Beide Beschuldigten, sagt Benninger bei der mündlichen Urteilseröffnung, hätten erst im Laufe des Verfahrens einzelne Zugeständnisse gemacht. Sie zeigten eine starke Tendenz zum Bagatellisieren. Doch das Mädchen habe äusserst glaubhaft ausgesagt, Erinnerungslücken benannt, zahlreiche Details geschildert – und die Schuld auch bei sich selbst gesucht. Seine Aussagen würden von Lehrern, Ärztinnen und anderen Beobachtern bestätigt.
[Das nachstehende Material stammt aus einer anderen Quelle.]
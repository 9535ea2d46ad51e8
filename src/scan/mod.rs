pub mod patterns;
pub mod record;
mod sink;
pub mod source;

use crate::report::Report;
use anyhow::{Context, Result};
use grep::{
    matcher::LineTerminator,
    searcher::{BinaryDetection, Searcher, SearcherBuilder},
};
use patterns::{LocationProbe, PatternLabel, PatternSet};
use sink::{DiagnosticSink, LocationSink};
pub use source::SourceText;

pub const DEFAULT_CONTEXT: u64 = 3;

#[derive(Debug, Default, PartialEq, Eq)]
pub struct ScanSummary {
    pub matches: usize,
    pub locations: usize,
}

pub struct Scanner {
    diagnostics: PatternSet<PatternLabel>,
    probes: PatternSet<LocationProbe>,
    context: u64,
}

impl Scanner {
    pub fn new(context: u64) -> Result<Self> {
        Ok(Self {
            diagnostics: PatternSet::compile(true)?,
            probes: PatternSet::compile(false)?,
            context,
        })
    }

    /// Runs the diagnostic scan followed by the `capnpc` location search and
    /// finishes the report.
    pub fn scan<R: Report>(&self, source: &SourceText, report: &mut R) -> Result<ScanSummary> {
        if source.is_empty() {
            tracing::debug!("log is empty");
        }

        let matches = self.scan_diagnostics(source, report)?;
        if matches == 0 {
            report.no_matches().context("failed to write report")?;
        }

        let locations = self.scan_locations(source, report)?;
        report.complete().context("failed to write report")?;

        let summary = ScanSummary { matches, locations };
        tracing::debug!(?summary, lines = source.len(), "scan finished");
        Ok(summary)
    }

    fn scan_diagnostics<R: Report>(&self, source: &SourceText, report: &mut R) -> Result<usize> {
        let mut sink = DiagnosticSink::new(source, &self.diagnostics, self.context, report);
        line_searcher()
            .search_slice(self.diagnostics.any(), source.as_bytes(), &mut sink)
            .context("diagnostic scan failed")?;
        Ok(sink.found())
    }

    fn scan_locations<R: Report>(&self, source: &SourceText, report: &mut R) -> Result<usize> {
        report.location_header().context("failed to write report")?;

        let mut sink = LocationSink::new(source, &self.probes, report);
        line_searcher()
            .search_slice(self.probes.any(), source.as_bytes(), &mut sink)
            .context("capnpc location search failed")?;
        Ok(sink.found())
    }
}

fn line_searcher() -> Searcher {
    SearcherBuilder::new()
        .binary_detection(BinaryDetection::none())
        .bom_sniffing(false)
        .line_terminator(LineTerminator::byte(b'\n'))
        .line_number(true)
        .multi_line(false)
        .build()
}
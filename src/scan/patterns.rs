use anyhow::{Context, Result};
use grep::{
    matcher::Matcher,
    regex::{RegexMatcher, RegexMatcherBuilder},
};
use itertools::Itertools;
use strum::{Display, EnumIter, IntoEnumIterator};

/// A fixed family of labelled patterns. Declaration order of the enum is the
/// order in which patterns are evaluated against a line.
pub trait Pattern: IntoEnumIterator + std::fmt::Display + Copy {
    fn pattern(self) -> &'static str;
}

#[derive(Display, EnumIter, PartialEq, Eq, Copy, Clone, Debug)]
#[strum(serialize_all = "snake_case")]
pub enum PatternLabel {
    CapnpSuccess,
    CopiedSchema,
    SchemaPreview,
    FoundGenerated,
    MovedGenerated,
    CouldntRead,
    IncludeExample,
}

impl Pattern for PatternLabel {
    fn pattern(self) -> &'static str {
        match self {
            PatternLabel::CapnpSuccess => "capnp codegen succeeded",
            PatternLabel::CopiedSchema => "copied schema:",
            PatternLabel::SchemaPreview => "schema-preview:",
            PatternLabel::FoundGenerated => "found generated file",
            PatternLabel::MovedGenerated => "moved generated",
            PatternLabel::CouldntRead => "couldn't read",
            PatternLabel::IncludeExample => {
                r#"include!\(concat!\(env!\("OUT_DIR"\), "/example_capnp\.rs"\)\)"#
            }
        }
    }
}

/// Conditions of the `capnpc` location search. Both are case sensitive and
/// evaluated independently, so one line may satisfy both.
#[derive(Display, EnumIter, PartialEq, Eq, Copy, Clone, Debug)]
#[strum(serialize_all = "snake_case")]
pub enum LocationProbe {
    CapnpcLabel,
    CommandCheck,
}

impl Pattern for LocationProbe {
    fn pattern(self) -> &'static str {
        match self {
            LocationProbe::CapnpcLabel => "capnpc:",
            LocationProbe::CommandCheck => "command -v capnpc",
        }
    }
}

pub struct PatternSet<P> {
    entries: Vec<(P, RegexMatcher)>,
    any: RegexMatcher,
}

impl<P: Pattern> PatternSet<P> {
    pub fn compile(case_insensitive: bool) -> Result<Self> {
        let mut builder = RegexMatcherBuilder::new();
        builder
            .line_terminator(Some(b'\n'))
            .case_insensitive(case_insensitive);

        let entries = P::iter()
            .map(|label| {
                builder
                    .build(label.pattern())
                    .map(|matcher| (label, matcher))
                    .with_context(|| format!("failed to compile pattern '{label}'"))
            })
            .collect::<Result<Vec<_>>>()?;

        let alternation = P::iter()
            .map(|label| format!("(?:{})", label.pattern()))
            .join("|");
        let any = builder
            .build(&alternation)
            .context("failed to compile combined pattern")?;

        Ok(Self { entries, any })
    }

    /// Matcher accepting every line that at least one entry accepts.
    pub fn any(&self) -> &RegexMatcher {
        &self.any
    }

    /// Labels of all entries matching `line`, in declaration order.
    pub fn matching<'a>(&'a self, line: &'a str) -> impl Iterator<Item = P> + 'a {
        self.entries
            .iter()
            .filter(move |(_, matcher)| matches!(matcher.is_match(line.as_bytes()), Ok(true)))
            .map(|(label, _)| *label)
    }
}
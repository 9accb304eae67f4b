mod common;

use common::{SCHEMA, compile, query};
use vchord_dialect::compiler::Compiler;
use vchord_dialect::error::Error;
use vchord_dialect::types::{IntermediateType, PostgreSqlType, PrimitiveType};
use vchord_dialect::vector::{DistanceOperator, VectorChordModule, VectorChordSqlType};

fn real() -> IntermediateType {
    IntermediateType::new(&PrimitiveType::Real)
}

#[test]
fn test_vector_and_bit_columns() {
    let unit = compile("").unwrap();
    let items = unit.table("items").unwrap();
    assert_eq!(
        items.column("embedding").unwrap().ty,
        IntermediateType::new(&VectorChordSqlType::Vector)
    );
    assert_eq!(
        items.column("signature").unwrap().ty,
        IntermediateType::new(&VectorChordSqlType::Bit).as_nullable()
    );
}

#[test]
fn test_each_distance_operator_is_real() {
    for op in DistanceOperator::ALL {
        let column = match op {
            DistanceOperator::Hamming | DistanceOperator::Jaccard => "signature",
            _ => "embedding",
        };
        let sql = format!("nearest: SELECT {} {} ? AS d FROM items;", column, op.symbol());
        let unit = compile(&sql).unwrap();
        let nearest = query(&unit, "nearest");
        assert_eq!(nearest.columns[0].ty, real(), "operator {}", op);
        assert_eq!(nearest.columns[0].reader, "cursor.get_double(0)");
        assert_eq!(nearest.arguments[0].binder, "bind_string(0, arg0)");
    }
}

#[test]
fn test_knn_query() {
    let unit = compile(
        "knn: SELECT id, title, embedding <-> :query AS distance
         FROM items
         WHERE title <> ''
         ORDER BY embedding <-> :query
         LIMIT :k;",
    )
    .unwrap();
    let knn = query(&unit, "knn");

    let columns: Vec<(&str, String)> = knn
        .columns
        .iter()
        .map(|c| (c.name.as_str(), c.ty.to_string()))
        .collect();
    assert_eq!(
        columns,
        [
            ("id", "bigint".to_string()),
            ("title", "text".to_string()),
            ("distance", "real".to_string()),
        ]
    );

    let arguments: Vec<String> = knn.arguments.iter().map(|a| a.binder.clone()).collect();
    assert_eq!(
        arguments,
        ["bind_string(0, query)", "bind_string(1, query)", "bind_long(2, k)"]
    );
}

#[test]
fn test_distance_threshold() {
    let unit = compile("SELECT id FROM items WHERE embedding <=> ? < 0.5;").unwrap();
    let argument = &unit.queries[0].arguments[0];
    assert!(argument.ty.is(&VectorChordSqlType::Vector));
}

#[test]
fn test_bind_arguments_next_to_operators() {
    let unit = compile(
        "byId: SELECT id FROM items WHERE id=?;
         knn: SELECT id FROM items ORDER BY embedding<->? LIMIT ?;
         near: SELECT id FROM items WHERE embedding <=> ?<0.5;",
    )
    .unwrap();
    assert!(query(&unit, "byId").arguments[0].ty.is(&PostgreSqlType::BigInt));

    let knn = query(&unit, "knn");
    let binders: Vec<&str> = knn.arguments.iter().map(|a| a.binder.as_str()).collect();
    assert_eq!(binders, ["bind_string(0, arg0)", "bind_long(1, arg1)"]);

    assert!(query(&unit, "near").arguments[0].ty.is(&VectorChordSqlType::Vector));
}

#[test]
fn test_subvector_arguments() {
    let unit = compile("SELECT subvector(embedding, ?, ?) AS head FROM items;").unwrap();
    let head = &unit.queries[0];
    assert!(head.columns[0].ty.is(&VectorChordSqlType::Vector));
    let binders: Vec<&str> = head.arguments.iter().map(|a| a.binder.as_str()).collect();
    assert_eq!(binders, ["bind_int(0, arg0)", "bind_int(1, arg1)"]);
}

#[test]
fn test_deeply_nested_select() {
    let depth = 40;
    let sql = format!(
        "SELECT {}embedding <=> ?{} AS d FROM items;",
        "(".repeat(depth),
        ")".repeat(depth)
    );
    let unit = compile(&sql).unwrap();
    assert_eq!(unit.queries[0].columns[0].ty, real());
}

#[test]
fn test_vector_functions() {
    let unit = compile(
        "stats: SELECT vector_dims(embedding) AS dims, VECTOR_NORM(embedding) AS norm,
                COSINE_DISTANCE(embedding, ?) AS cos, cosine_distance(embedding, ?) AS cos2,
                binary_quantize(embedding) AS bits, avg(embedding) AS centroid
         FROM items;",
    )
    .unwrap();
    let stats = query(&unit, "stats");
    let types: Vec<String> = stats.columns.iter().map(|c| c.ty.to_string()).collect();
    assert_eq!(types, ["int", "real", "real", "real", "bit", "vector"]);
    assert!(stats.columns[0].ty.is(&PostgreSqlType::Integer));
    assert!(stats.arguments.iter().all(|a| a.ty.is(&VectorChordSqlType::Vector)));
}

#[test]
fn test_unknown_function_defers_to_base() {
    let unit = compile("SELECT count(*) AS n, lower(title) AS t FROM items;").unwrap();
    let types: Vec<String> = unit.queries[0].columns.iter().map(|c| c.ty.to_string()).collect();
    assert_eq!(types, ["bigint", "text"]);

    let err = compile("SELECT no_such_function(embedding) FROM items;").unwrap_err();
    assert!(matches!(err, Error::UnknownFunction(name) if name == "no_such_function"));
}

#[test]
fn test_vector_comparison_uses_candidates() {
    assert!(compile("SELECT id FROM items WHERE embedding = ?;").is_ok());
    let err = Compiler::new(&[&VectorChordModule])
        .compile("CREATE TABLE docs (body JSON); SELECT body FROM docs WHERE body = body;")
        .unwrap_err();
    assert!(matches!(err, Error::IncompatibleTypes { .. }));
}

#[test]
fn test_vector_index() {
    let unit = compile(
        "CREATE INDEX items_embedding_idx ON items USING vchordrq (embedding vector_l2_ops)
         WITH (options = $$
residual_quantization = true
[build.internal]
lists = [1000]
$$);
         CREATE INDEX ON items USING vchordg (embedding vector_cosine_ops);
         CREATE INDEX items_title_idx ON items (title) WITH (fillfactor = 70);",
    )
    .unwrap();

    assert_eq!(unit.indexes.len(), 3);
    let rq = &unit.indexes[0];
    assert_eq!(rq.method.as_deref(), Some("vchordrq"));
    assert_eq!(rq.columns, ["embedding"]);
    assert_eq!(rq.parameters[0].name, "options");
    assert!(rq.parameters[0].value.as_deref().unwrap().contains("lists = [1000]"));

    assert_eq!(unit.indexes[1].method.as_deref(), Some("vchordg"));
    assert_eq!(unit.indexes[2].parameters[0].value.as_deref(), Some("70"));
}

#[test]
fn test_index_on_unknown_column() {
    let err = compile("CREATE INDEX ON items USING vchordrq (missing vector_l2_ops);").unwrap_err();
    assert!(matches!(err, Error::UnknownColumn(name) if name == "missing"));
}

#[test]
fn test_insert_vector() {
    let unit = compile(
        "insertItem: INSERT INTO items (title, embedding, signature) VALUES (?, ?::vector, ?);",
    )
    .unwrap();
    let insert = query(&unit, "insertItem");
    let types: Vec<String> = insert.arguments.iter().map(|a| a.ty.to_string()).collect();
    assert_eq!(types, ["text", "vector", "bit?"]);
}

#[test]
fn test_base_grammar_alone_rejects_vector_syntax() {
    let base = Compiler::new(&[]);
    assert!(matches!(
        base.compile("CREATE TABLE t (v TEXT); SELECT v <-> v FROM t;"),
        Err(Error::Parse { .. })
    ));
    assert!(matches!(
        base.compile("CREATE TABLE t (v TEXT); CREATE INDEX ON t USING vchordrq (v);"),
        Err(Error::Parse { .. })
    ));
    assert!(base.compile(SCHEMA).is_err());
}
Die Eltern hätten in Mittäterschaft gehandelt, zum Teil allein, zum Teil zu zweit, aber beide hätten sie die «Erziehungsmassnahmen» gebilligt.
Auch der vorsitzende Richter spricht von einem sadistischen, systematischen Regime, von einem jahrelangen Martyrium, das zu schweren psychischen Beeinträchtigungen geführt habe.
Damit ist das letzte Wort wohl noch nicht gesprochen. Der Verteidiger des Vaters meldet unmittelbar nach der Urteilseröffnung die Berufung an. Er zweifelt an den Schilderungen der Tochter. Sie habe einen Hang zum Fabulieren und Fantasieren. Die Eltern seien schlicht überfordert gewesen. Das sagt auch die Verteidigerin der Stiefmutter. Und ergänzt, einmal mehr: «Die beiden hätten professionelle Hilfe holen müssen.»
Aber genau das haben die Eltern nicht getan.
Patrick Fassbind von der Kesb Basel-Stadt spricht von einem grossen Dunkelfeld. Man müsse aufgrund von Studien, die von Kinderschutz Schweiz in Auftrag gegeben wurden, davon ausgehen, dass jedes vierte bis fünfte Kind regelmässig psychische Gewalt erfahre. «Nur die Spitze des Eisbergs gelangt zur Kesb», sagt Fassbind. Doch ohne Meldung könne die Behörde nicht tätig werden – obwohl eine Früherkennung für die kindliche Entwicklung so unglaublich wichtig sei.
Die meisten Gefährdungsmeldungen an die Kesb stammen von der Polizei, gefolgt von den Schulen oder den Kinderschutzgruppen der Spitäler. Deutlich seltener melden sich Nachbarn oder Angehörige. Eine falsche Zurückhaltung, sagt der Kesb-Leiter, denn: «Es ist die ethische Pflicht jeder Einwohnerin, genau hinzuschauen und nicht zu schweigen, wenn der Verdacht aufkommt, ein Kind könnte schwer gefährdet sein.»
Erweise sich der Verdacht als falsch, ziehe sich die Behörde rasch wieder zurück. Aber es sei besser, einmal zu viel hinzuschauen und sich zu melden als einmal zu wenig.
«Die Kinder gehören nicht ihren Eltern», sagt Fassbind. «Wir alle haben eine Mitverantwortung. Wir müssen für die Kinder einstehen. Wir müssen sie schützen.»